*Work instruction*
Which lines of the listing below contain the word "PathBuf"? Return them.

*Available data*
=====
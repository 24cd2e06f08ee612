//! Cisco IOS / IOS-XE platform definition.
//!
//! # Prompt Examples
//!
//! ```text
//! router>                            # user exec
//! router#                            # privileged exec
//! ```
//!
//! Only `show` commands are issued, so configuration modes are not modeled.

use crate::platform::PlatformDefinition;

/// Create the Cisco IOS platform definition.
pub fn platform() -> PlatformDefinition {
    PlatformDefinition::new("cisco_ios", r"(?m)^[\w.\-@()/:]{1,63}[>#]\s*\z")
        .expect("cisco_ios prompt pattern is valid")
        .with_failure_pattern("% Ambiguous command")
        .with_failure_pattern("% Incomplete command")
        .with_failure_pattern("% Invalid input detected")
        .with_failure_pattern("% Unknown command")
        .with_on_open_command("terminal length 0")
        .with_on_open_command("terminal width 511")
        .with_terminal_size(511, 24)
}
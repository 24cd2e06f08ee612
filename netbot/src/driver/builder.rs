//! Builder for creating device drivers.

use std::path::PathBuf;
use std::sync::Arc;
use std::time::Duration;

use super::generic::GenericDriver;
use crate::error::{DriverError, PlatformError, Result};
use crate::platform::PlatformRegistry;
use crate::transport::config::{Credentials, HostKeyVerification, SshConfig};

/// Builder for constructing device drivers.
///
/// # Example
///
/// ```rust,no_run
/// use std::sync::Arc;
/// use netbot::driver::{Driver, DriverBuilder};
/// use netbot::transport::Credentials;
///
/// # async fn example() -> Result<(), netbot::Error> {
/// let mut driver = DriverBuilder::new("192.168.1.1")
///     .credentials(Arc::new(Credentials::password("admin", "secret")))
///     .platform("cisco_ios")
///     .build()?;
/// driver.open().await?;
/// # Ok(())
/// # }
/// ```
pub struct DriverBuilder {
    host: String,
    port: u16,
    credentials: Option<Arc<Credentials>>,
    platform_name: Option<String>,
    timeout: Duration,
    host_key_verification: HostKeyVerification,
    known_hosts_path: Option<PathBuf>,
}

impl DriverBuilder {
    /// Create a new driver builder for the specified host.
    pub fn new(host: impl Into<String>) -> Self {
        Self {
            host: host.into(),
            port: 22,
            credentials: None,
            platform_name: None,
            timeout: Duration::from_secs(30),
            host_key_verification: HostKeyVerification::default(),
            known_hosts_path: None,
        }
    }

    /// Set the SSH port (default: 22).
    pub fn port(mut self, port: u16) -> Self {
        self.port = port;
        self
    }

    /// Set the login used for the session.
    pub fn credentials(mut self, credentials: Arc<Credentials>) -> Self {
        self.credentials = Some(credentials);
        self
    }

    /// Set the platform name (e.g., "cisco_ios").
    pub fn platform(mut self, platform: impl Into<String>) -> Self {
        self.platform_name = Some(platform.into());
        self
    }

    /// Set the connection and command timeout.
    pub fn timeout(mut self, timeout: Duration) -> Self {
        self.timeout = timeout;
        self
    }

    /// Set the host key verification mode.
    pub fn host_key_verification(mut self, mode: HostKeyVerification) -> Self {
        self.host_key_verification = mode;
        self
    }

    /// Use a known_hosts file other than `~/.ssh/known_hosts`.
    pub fn known_hosts_path(mut self, path: impl Into<PathBuf>) -> Self {
        self.known_hosts_path = Some(path.into());
        self
    }

    /// Build the driver.
    ///
    /// This creates the driver but does not connect. Call `open()` on the
    /// returned driver to establish the connection.
    pub fn build(self) -> Result<GenericDriver> {
        let credentials = self.credentials.ok_or_else(|| DriverError::InvalidConfig {
            message: "credentials are required".to_string(),
        })?;

        let name = self.platform_name.ok_or_else(|| DriverError::InvalidConfig {
            message: "platform must be specified".to_string(),
        })?;
        let platform = PlatformRegistry::builtin()
            .get(&name)
            .ok_or(PlatformError::UnknownPlatform { name })?
            .clone();

        let ssh_config = SshConfig {
            host: self.host,
            port: self.port,
            credentials,
            timeout: self.timeout,
            terminal_width: platform.terminal_width,
            terminal_height: platform.terminal_height,
            host_key_verification: self.host_key_verification,
            known_hosts_path: self.known_hosts_path,
        };

        Ok(GenericDriver::new(ssh_config, platform))
    }
}

#[cfg(test)]
mod tests {
    use super::*;
    use crate::driver::Driver;

    fn creds() -> Arc<Credentials> {
        Arc::new(Credentials::password("admin", "secret"))
    }

    #[test]
    fn test_build_requires_credentials() {
        let err = DriverBuilder::new("10.0.0.1")
            .platform("cisco_ios")
            .build()
            .err()
            .unwrap();
        assert!(err.to_string().contains("credentials"));
    }

    #[test]
    fn test_build_requires_platform() {
        let err = DriverBuilder::new("10.0.0.1")
            .credentials(creds())
            .build()
            .err()
            .unwrap();
        assert!(err.to_string().contains("platform"));
    }

    #[test]
    fn test_build_unknown_platform() {
        let err = DriverBuilder::new("10.0.0.1")
            .credentials(creds())
            .platform("vendor_x")
            .build()
            .err()
            .unwrap();
        assert!(matches!(
            err,
            crate::Error::Platform(PlatformError::UnknownPlatform { .. })
        ));
    }

    #[test]
    fn test_build_not_connected() {
        let driver = DriverBuilder::new("10.0.0.1")
            .port(2222)
            .credentials(creds())
            .platform("cisco_nxos")
            .timeout(Duration::from_secs(5))
            .build()
            .unwrap();
        assert!(!driver.is_open());
        assert_eq!(driver.platform().name, "cisco_nxos");
        assert_eq!(driver.ssh_config().socket_addr(), "10.0.0.1:2222");
    }
}
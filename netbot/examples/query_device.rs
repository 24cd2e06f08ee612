//! Query one device without Telegram
//!
//! Runs the same detect, map and collect pipeline the bot uses and prints
//! the report as JSON.
//!
//! # Usage
//!
//! ```bash
//! cargo run --example query_device -- --host 10.0.0.1 --user admin --password secret
//! cargo run --example query_device -- --host 10.0.0.1 --user admin --key ~/.ssh/id_ed25519 --report interfaces
//! ```

use std::env;
use std::path::PathBuf;
use std::time::Duration;

use netbot::transport::{Credentials, HostKeyVerification};
use netbot::{Collected, Collector, DeviceAccess, DeviceAddress, DeviceCollector};

#[tokio::main]
async fn main() -> Result<(), Box<dyn std::error::Error>> {
    env_logger::Builder::from_env(env_logger::Env::default().default_filter_or("info")).init();

    let args = Args::parse();

    let Some(address) = DeviceAddress::parse(&args.host) else {
        eprintln!("Error: --host must be a dotted-quad IPv4 address");
        std::process::exit(1);
    };

    let credentials = if let Some(password) = &args.password {
        Credentials::password(&args.user, password)
    } else if let Some(key_path) = &args.key {
        Credentials::private_key(&args.user, key_path, None)
    } else {
        eprintln!("Error: Must provide either --password or --key");
        std::process::exit(1);
    };

    let mut access = DeviceAccess::new(credentials);
    access.port = args.port;
    access.timeout = Duration::from_secs(args.timeout);
    if args.insecure {
        access.host_key_verification = HostKeyVerification::Disabled;
    }

    let collector = DeviceCollector::ssh(access);

    println!("Querying {}:{} for {}...\n", address, args.port, args.report);
    let json = match args.report.as_str() {
        "interfaces" => match collector.collect_interfaces(&address).await? {
            Collected::Report(interfaces) => serde_json::to_string_pretty(&interfaces)?,
            Collected::Unsupported => unsupported(),
        },
        _ => match collector.collect_facts(&address).await? {
            Collected::Report(facts) => serde_json::to_string_pretty(&facts)?,
            Collected::Unsupported => unsupported(),
        },
    };
    println!("{json}");

    Ok(())
}

fn unsupported() -> ! {
    eprintln!("Device type is not supported");
    std::process::exit(2);
}

/// Simple argument parser
struct Args {
    host: String,
    port: u16,
    user: String,
    password: Option<String>,
    key: Option<PathBuf>,
    timeout: u64,
    report: String,
    insecure: bool,
}

impl Args {
    fn parse() -> Self {
        let args: Vec<String> = env::args().collect();
        let mut host = String::new();
        let mut port = 22u16;
        let mut user = env::var("USER").unwrap_or_else(|_| "admin".to_string());
        let mut password = None;
        let mut key = None;
        let mut timeout = 30u64;
        let mut report = "facts".to_string();
        let mut insecure = false;

        let mut i = 1;
        while i < args.len() {
            match args[i].as_str() {
                "--host" | "-h" => {
                    i += 1;
                    if i < args.len() {
                        host = args[i].clone();
                    }
                }
                "--port" | "-p" => {
                    i += 1;
                    if i < args.len() {
                        port = args[i].parse().unwrap_or(22);
                    }
                }
                "--user" | "-u" => {
                    i += 1;
                    if i < args.len() {
                        user = args[i].clone();
                    }
                }
                "--password" | "-P" => {
                    i += 1;
                    if i < args.len() {
                        password = Some(args[i].clone());
                    }
                }
                "--key" | "-k" => {
                    i += 1;
                    if i < args.len() {
                        key = Some(PathBuf::from(&args[i]));
                    }
                }
                "--timeout" | "-t" => {
                    i += 1;
                    if i < args.len() {
                        timeout = args[i].parse().unwrap_or(30);
                    }
                }
                "--report" | "-r" => {
                    i += 1;
                    if i < args.len() {
                        report = args[i].clone();
                    }
                }
                "--insecure" => insecure = true,
                "--help" => {
                    println!("Usage: query_device [OPTIONS]");
                    println!();
                    println!("Options:");
                    println!("  -h, --host <HOST>        Device IPv4 address");
                    println!("  -p, --port <PORT>        SSH port [default: 22]");
                    println!("  -u, --user <USER>        Username [default: $USER]");
                    println!("  -P, --password <PASS>    Password");
                    println!("  -k, --key <PATH>         Private key file");
                    println!("  -t, --timeout <SECS>     Timeout in seconds [default: 30]");
                    println!("  -r, --report <REPORT>    facts or interfaces [default: facts]");
                    println!("      --insecure           Skip host key verification");
                    std::process::exit(0);
                }
                _ => {}
            }
            i += 1;
        }

        Self {
            host,
            port,
            user,
            password,
            key,
            timeout,
            report,
            insecure,
        }
    }
}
=====
*Answer section*
use std::path::PathBuf;
    known_hosts_path: Option<PathBuf>,
    pub fn known_hosts_path(mut self, path: impl Into<PathBuf>) -> Self {
use std::path::PathBuf;
    key: Option<PathBuf>,
                        key = Some(PathBuf::from(&args[i]));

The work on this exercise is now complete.